### Requirement
Check every line of the entries below for the word "flags", and copy the ones that have it.

* * * *

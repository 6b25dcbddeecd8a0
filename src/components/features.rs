//! Features section - the three-card benefit grid.

use leptos::prelude::*;

/// Feature grid with exactly three cards.
///
/// The cards are authored as three literal invocations, not rendered from a
/// collection - the page has no data model to iterate over.
#[component]
pub fn Features() -> impl IntoView {
    view! {
        <section id="features" class="features">
            <h2 class="section-title">"Why Choose Us?"</h2>
            <div class="features-grid">
                <FeatureCard
                    icon="⚡"
                    title="Lightning Fast"
                    description="Experience blazing fast performance with our optimized infrastructure and modern architecture."
                />
                <FeatureCard
                    icon="🔒"
                    title="Secure & Reliable"
                    description="Enterprise-grade security with 99.9% uptime guarantee to keep your data safe and accessible."
                />
                <FeatureCard
                    icon="🎨"
                    title="Beautiful Design"
                    description="Stunning, responsive interfaces that work seamlessly across all devices and screen sizes."
                />
            </div>
        </section>
    }
}

#[component]
fn FeatureCard(
    icon: &'static str,
    title: &'static str,
    description: &'static str,
) -> impl IntoView {
    view! {
        <article class="feature-card">
            <div class="feature-icon">{icon}</div>
            <h3 class="feature-title">{title}</h3>
            <p class="feature-description">{description}</p>
        </article>
    }
}
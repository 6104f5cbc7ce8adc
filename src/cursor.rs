//! Read-side binary cursor
//!
//! Sequential reader over anything `Read + Seek`, consuming little-endian
//! integers and fixed-length tags. Every chunk-header read consumes 8
//! bytes, so scan loops built on it always make forward progress.

use crate::chunks::FourCC;
use crate::error::Result;
use byteorder::{LittleEndian, ReadBytesExt};
use std::io::{Read, Seek, SeekFrom};

pub struct ChunkCursor<R: Read + Seek> {
    inner: R,
}

impl<R: Read + Seek> ChunkCursor<R> {
    pub fn new(inner: R) -> Self {
        ChunkCursor { inner }
    }

    pub fn pos(&mut self) -> Result<u64> {
        Ok(self.inner.stream_position()?)
    }

    pub fn seek_to(&mut self, pos: u64) -> Result<()> {
        self.inner.seek(SeekFrom::Start(pos))?;
        Ok(())
    }

    pub fn skip(&mut self, n: i64) -> Result<()> {
        self.inner.seek(SeekFrom::Current(n))?;
        Ok(())
    }

    pub fn read_tag(&mut self) -> Result<FourCC> {
        let mut tag = [0u8; 4];
        self.inner.read_exact(&mut tag)?;
        Ok(FourCC(tag))
    }

    pub fn read_u32_le(&mut self) -> Result<u32> {
        Ok(self.inner.read_u32::<LittleEndian>()?)
    }

    pub fn read_u16_le(&mut self) -> Result<u16> {
        Ok(self.inner.read_u16::<LittleEndian>()?)
    }

    pub fn read_exact(&mut self, buf: &mut [u8]) -> Result<()> {
        self.inner.read_exact(buf)?;
        Ok(())
    }

    /// Read bytes into `buf`, stopping early at end of stream. Returns the
    /// number of bytes actually read.
    pub fn read_up_to(&mut self, buf: &mut [u8]) -> Result<usize> {
        let mut filled = 0;
        while filled < buf.len() {
            let n = self.inner.read(&mut buf[filled..])?;
            if n == 0 {
                break;
            }
            filled += n;
        }
        Ok(filled)
    }

    /// Read the next 8-byte chunk header. `None` means a clean end of
    /// stream (fewer than 8 bytes remained).
    pub fn read_chunk_header(&mut self) -> Result<Option<(FourCC, u32)>> {
        let mut header = [0u8; 8];
        let got = self.read_up_to(&mut header)?;
        if got < 8 {
            return Ok(None);
        }
        let tag = FourCC([header[0], header[1], header[2], header[3]]);
        let len = u32::from_le_bytes([header[4], header[5], header[6], header[7]]);
        Ok(Some((tag, len)))
    }
}
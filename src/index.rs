//! Index management: the append-only entry log kept while writing, and
//! the derived per-stream tables built when reading

use crate::chunks::{FourCC, IndexEntry};
use crate::error::{AviError, Result};

/// How the raw `idx1` offsets are based. AVI offset bases are not
/// self-describing; both conventions occur in the wild and the base is
/// resolved once per file, then applied to every entry.
#[derive(Debug, Clone, Copy, PartialEq, Eq)]
pub enum OffsetBase {
    /// Offsets count from the start of the file and point at the chunk's
    /// 8-byte header
    Absolute,
    /// Offsets count from the start of the movi LIST
    MoviRelative,
}

impl OffsetBase {
    /// Correction added to a raw entry offset to reach the chunk's data
    /// bytes as an absolute file position
    pub fn data_offset(self, movi_start: u64) -> u64 {
        match self {
            OffsetBase::Absolute => 8,
            OffsetBase::MoviRelative => movi_start + 4,
        }
    }
}

/// Append-only log of raw index entries recorded as frames are written.
/// Capacity is fixed at creation; exceeding it is an error, not a
/// reallocation.
#[derive(Debug)]
pub struct IndexLog {
    entries: Vec<IndexEntry>,
    capacity: usize,
}

impl IndexLog {
    /// Allocate storage for an index sized by the declared recording
    /// duration in seconds (a duration-proportional upper bound on the
    /// number of frames).
    pub fn with_duration(duration_secs: u32) -> Result<Self> {
        let capacity = duration_secs as usize * 80 + 1024;
        Self::with_capacity(capacity)
    }

    pub fn with_capacity(capacity: usize) -> Result<Self> {
        let mut entries = Vec::new();
        if entries.try_reserve_exact(capacity).is_err() {
            return Err(AviError::OutOfMemory { entries: capacity });
        }
        Ok(IndexLog { entries, capacity })
    }

    pub fn push(&mut self, tag: FourCC, flags: u32, offset: u32, size: u32) -> Result<()> {
        if self.entries.len() >= self.capacity {
            return Err(AviError::CapacityExceeded("index storage full"));
        }
        self.entries.push(IndexEntry {
            tag,
            flags,
            offset,
            size,
        });
        Ok(())
    }

    pub fn len(&self) -> usize {
        self.entries.len()
    }

    pub fn is_empty(&self) -> bool {
        self.entries.is_empty()
    }

    /// Encode all entries as the idx1 chunk body, in write order
    pub fn encode(&self) -> Vec<u8> {
        let mut out = Vec::with_capacity(self.entries.len() * IndexEntry::SIZE);
        for entry in &self.entries {
            // writing into a Vec cannot fail
            entry.write(&mut out).expect("vec write");
        }
        out
    }
}

/// One video frame in the derived table, ordered by frame number
#[derive(Debug, Clone, Copy, PartialEq, Eq)]
pub struct VideoIndexEntry {
    /// Keyframe flag from the raw entry
    pub key: bool,
    /// Absolute file offset of the frame data
    pub pos: u64,
    /// Frame length in bytes
    pub len: u32,
}

/// One audio chunk in the derived table, with the cumulative byte offset
/// of all prior chunks to enable byte-addressed seeking
#[derive(Debug, Clone, Copy, PartialEq, Eq)]
pub struct AudioIndexEntry {
    /// Absolute file offset of the chunk data
    pub pos: u64,
    /// Chunk length in bytes
    pub len: u32,
    /// Cumulative byte offset of all prior audio chunks
    pub tot: u64,
}

/// Derived per-stream index tables
#[derive(Debug, Default)]
pub struct StreamIndex {
    pub video: Vec<VideoIndexEntry>,
    pub audio: Vec<AudioIndexEntry>,
}

impl StreamIndex {
    /// Build the ordered video and audio tables from raw entries. Video
    /// entries match on the first three tag characters (so `db` and `dc`
    /// chunks both count); audio entries match the full tag.
    pub fn build(
        raw: &[IndexEntry],
        video_tag: &FourCC,
        audio_tag: &FourCC,
        base: OffsetBase,
        movi_start: u64,
    ) -> Self {
        let ioff = base.data_offset(movi_start);
        let mut video = Vec::new();
        let mut audio = Vec::new();
        let mut tot = 0u64;

        for entry in raw {
            if entry.tag.prefix_matches(video_tag.as_bytes()) {
                video.push(VideoIndexEntry {
                    key: entry.is_keyframe(),
                    pos: entry.offset as u64 + ioff,
                    len: entry.size,
                });
            }
            if entry.tag.eq_ignore_case(audio_tag.as_bytes()) {
                audio.push(AudioIndexEntry {
                    pos: entry.offset as u64 + ioff,
                    len: entry.size,
                    tot,
                });
                tot += entry.size as u64;
            }
        }

        StreamIndex { video, audio }
    }

    /// Total audio bytes across all chunks
    pub fn audio_bytes(&self) -> u64 {
        self.audio
            .last()
            .map(|e| e.tot + e.len as u64)
            .unwrap_or(0)
    }
}

/// Resolve a byte-addressed audio position to (chunk index, byte offset
/// within that chunk): binary search for the greatest chunk whose
/// cumulative total does not exceed `byte`.
pub fn audio_seek(audio: &[AudioIndexEntry], byte: u64) -> Option<(usize, u64)> {
    if audio.is_empty() {
        return None;
    }
    let mut lo = 0usize;
    let mut hi = audio.len();
    while lo < hi - 1 {
        let mid = (lo + hi) / 2;
        if audio[mid].tot > byte {
            hi = mid;
        } else {
            lo = mid;
        }
    }
    Some((lo, byte - audio[lo].tot))
}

* * * *

### Answer section
    pub fn push(&mut self, tag: FourCC, flags: u32, offset: u32, size: u32) -> Result<()> {
            flags,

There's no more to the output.